### ASSIGNMENT
Every entry needs to be written out again exactly.

### GIVEN RECORDS
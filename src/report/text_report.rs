use std::io::Write;

use super::ReportError;
use crate::circuit::SimulationResult;
use crate::i18n::{keys, Translator};

/// 제목/구분선/꼬리말을 담을 수 있는 최소 페이지 길이.
pub const MIN_PAGE_LINES: usize = 6;

const WIDTH: usize = 72;

/// 보고서 본문(페이지 구분 전)을 줄 단위로 만든다.
fn body_lines(result: &SimulationResult, tr: &Translator) -> Vec<String> {
    let mut lines = Vec::new();
    let mut current_section = "";
    for row in result.rows() {
        if row.section != current_section {
            if !current_section.is_empty() {
                lines.push(String::new());
            }
            lines.push(format!("[{}]", tr.section_label(row.section)));
            current_section = row.section;
        }
        let label = tr.param_label(row.section, row.parameter);
        lines.push(format!(
            "  {:<40} {:>16} {}",
            label,
            format_number(row.value),
            row.unit
        ));
    }

    lines.push(String::new());
    lines.push(format!("[{}]", tr.t(keys::REPORT_CURVES)));
    let labelled = result.curves.labelled();
    let mut header = format!("  {:>10}", tr.t(keys::REPORT_SIEVE));
    for (stage, _) in labelled.iter() {
        header.push_str(&format!(" {:>16}", tr.t(&format!("curve.{stage}"))));
    }
    lines.push(header);
    let n_points = labelled[0].1.len();
    for i in 0..n_points {
        let mut line = format!("  {:>10.0}", labelled[0].1.points[i].sieve_um);
        for (_, curve) in labelled.iter() {
            let v = curve.points.get(i).map(|p| p.cumulative_pct).unwrap_or(f64::NAN);
            line.push_str(&format!(" {:>16.2}", v));
        }
        lines.push(line);
    }
    lines
}

fn format_number(v: f64) -> String {
    if v != 0.0 && (v.abs() >= 1e6 || v.abs() < 1e-3) {
        format!("{v:.4e}")
    } else {
        format!("{v:.3}")
    }
}

/// 보고서를 `page_lines` 줄 이하의 페이지들로 나눈다.
/// 각 페이지는 제목 두 줄로 시작하고 "Page i/n" 꼬리말로 끝난다.
pub fn render_pages(
    result: &SimulationResult,
    tr: &Translator,
    page_lines: usize,
) -> Result<Vec<String>, ReportError> {
    if page_lines < MIN_PAGE_LINES {
        return Err(ReportError::PageTooShort {
            given: page_lines,
            min: MIN_PAGE_LINES,
        });
    }
    let title = tr.t(keys::REPORT_TITLE);
    // 제목, 구분선, 빈 줄, 꼬리말
    let per_page = page_lines - 4;
    let body = body_lines(result, tr);
    let chunks: Vec<&[String]> = body.chunks(per_page).collect();
    let total = chunks.len();
    let page_word = tr.t(keys::REPORT_PAGE);

    let pages = chunks
        .iter()
        .enumerate()
        .map(|(i, chunk)| {
            let mut page = String::new();
            page.push_str(&title);
            page.push('\n');
            page.push_str(&"=".repeat(WIDTH));
            page.push('\n');
            for line in chunk.iter() {
                page.push_str(line);
                page.push('\n');
            }
            page.push('\n');
            page.push_str(&format!("{:>w$}", format!("{page_word} {}/{total}", i + 1), w = WIDTH));
            page.push('\n');
            page
        })
        .collect();
    Ok(pages)
}

/// 페이지를 폼피드(\x0c)로 구분해 쓴다.
pub fn write_report<W: Write>(
    result: &SimulationResult,
    tr: &Translator,
    page_lines: usize,
    mut writer: W,
) -> Result<(), ReportError> {
    let pages = render_pages(result, tr, page_lines)?;
    for (i, page) in pages.iter().enumerate() {
        if i > 0 {
            writer.write_all(b"\x0c")?;
        }
        writer.write_all(page.as_bytes())?;
    }
    writer.flush()?;
    Ok(())
}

### TASK SOLUTION
filename src/report/text_report.rs
use std::io::Write;

use super::ReportError;
use crate::circuit::SimulationResult;
use crate::i18n::{keys, Translator};

/// 제목/구분선/꼬리말을 담을 수 있는 최소 페이지 길이.
pub const MIN_PAGE_LINES: usize = 6;

const WIDTH: usize = 72;

/// 보고서 본문(페이지 구분 전)을 줄 단위로 만든다.
fn body_lines(result: &SimulationResult, tr: &Translator) -> Vec<String> {
    let mut lines = Vec::new();
    let mut current_section = "";
    for row in result.rows() {
        if row.section != current_section {
            if !current_section.is_empty() {
                lines.push(String::new());
            }
            lines.push(format!("[{}]", tr.section_label(row.section)));
            current_section = row.section;
        }
        let label = tr.param_label(row.section, row.parameter);
        lines.push(format!(
            "  {:<40} {:>16} {}",
            label,
            format_number(row.value),
            row.unit
        ));
    }

    lines.push(String::new());
    lines.push(format!("[{}]", tr.t(keys::REPORT_CURVES)));
    let labelled = result.curves.labelled();
    let mut header = format!("  {:>10}", tr.t(keys::REPORT_SIEVE));
    for (stage, _) in labelled.iter() {
        header.push_str(&format!(" {:>16}", tr.t(&format!("curve.{stage}"))));
    }
    lines.push(header);
    let n_points = labelled[0].1.len();
    for i in 0..n_points {
        let mut line = format!("  {:>10.0}", labelled[0].1.points[i].sieve_um);
        for (_, curve) in labelled.iter() {
            let v = curve.points.get(i).map(|p| p.cumulative_pct).unwrap_or(f64::NAN);
            line.push_str(&format!(" {:>16.2}", v));
        }
        lines.push(line);
    }
    lines
}

fn format_number(v: f64) -> String {
    if v != 0.0 && (v.abs() >= 1e6 || v.abs() < 1e-3) {
        format!("{v:.4e}")
    } else {
        format!("{v:.3}")
    }
}

/// 보고서를 `page_lines` 줄 이하의 페이지들로 나눈다.
/// 각 페이지는 제목 두 줄로 시작하고 "Page i/n" 꼬리말로 끝난다.
pub fn render_pages(
    result: &SimulationResult,
    tr: &Translator,
    page_lines: usize,
) -> Result<Vec<String>, ReportError> {
    if page_lines < MIN_PAGE_LINES {
        return Err(ReportError::PageTooShort {
            given: page_lines,
            min: MIN_PAGE_LINES,
        });
    }
    let title = tr.t(keys::REPORT_TITLE);
    // 제목, 구분선, 빈 줄, 꼬리말
    let per_page = page_lines - 4;
    let body = body_lines(result, tr);
    let chunks: Vec<&[String]> = body.chunks(per_page).collect();
    let total = chunks.len();
    let page_word = tr.t(keys::REPORT_PAGE);

    let pages = chunks
        .iter()
        .enumerate()
        .map(|(i, chunk)| {
            let mut page = String::new();
            page.push_str(&title);
            page.push('\n');
            page.push_str(&"=".repeat(WIDTH));
            page.push('\n');
            for line in chunk.iter() {
                page.push_str(line);
                page.push('\n');
            }
            page.push('\n');
            page.push_str(&format!("{:>w$}", format!("{page_word} {}/{total}", i + 1), w = WIDTH));
            page.push('\n');
            page
        })
        .collect();
    Ok(pages)
}

/// 페이지를 폼피드(\x0c)로 구분해 쓴다.
pub fn write_report<W: Write>(
    result: &SimulationResult,
    tr: &Translator,
    page_lines: usize,
    mut writer: W,
) -> Result<(), ReportError> {
    let pages = render_pages(result, tr, page_lines)?;
    for (i, page) in pages.iter().enumerate() {
        if i > 0 {
            writer.write_all(b"\x0c")?;
        }
        writer.write_all(page.as_bytes())?;
    }
    writer.flush()?;
    Ok(())
}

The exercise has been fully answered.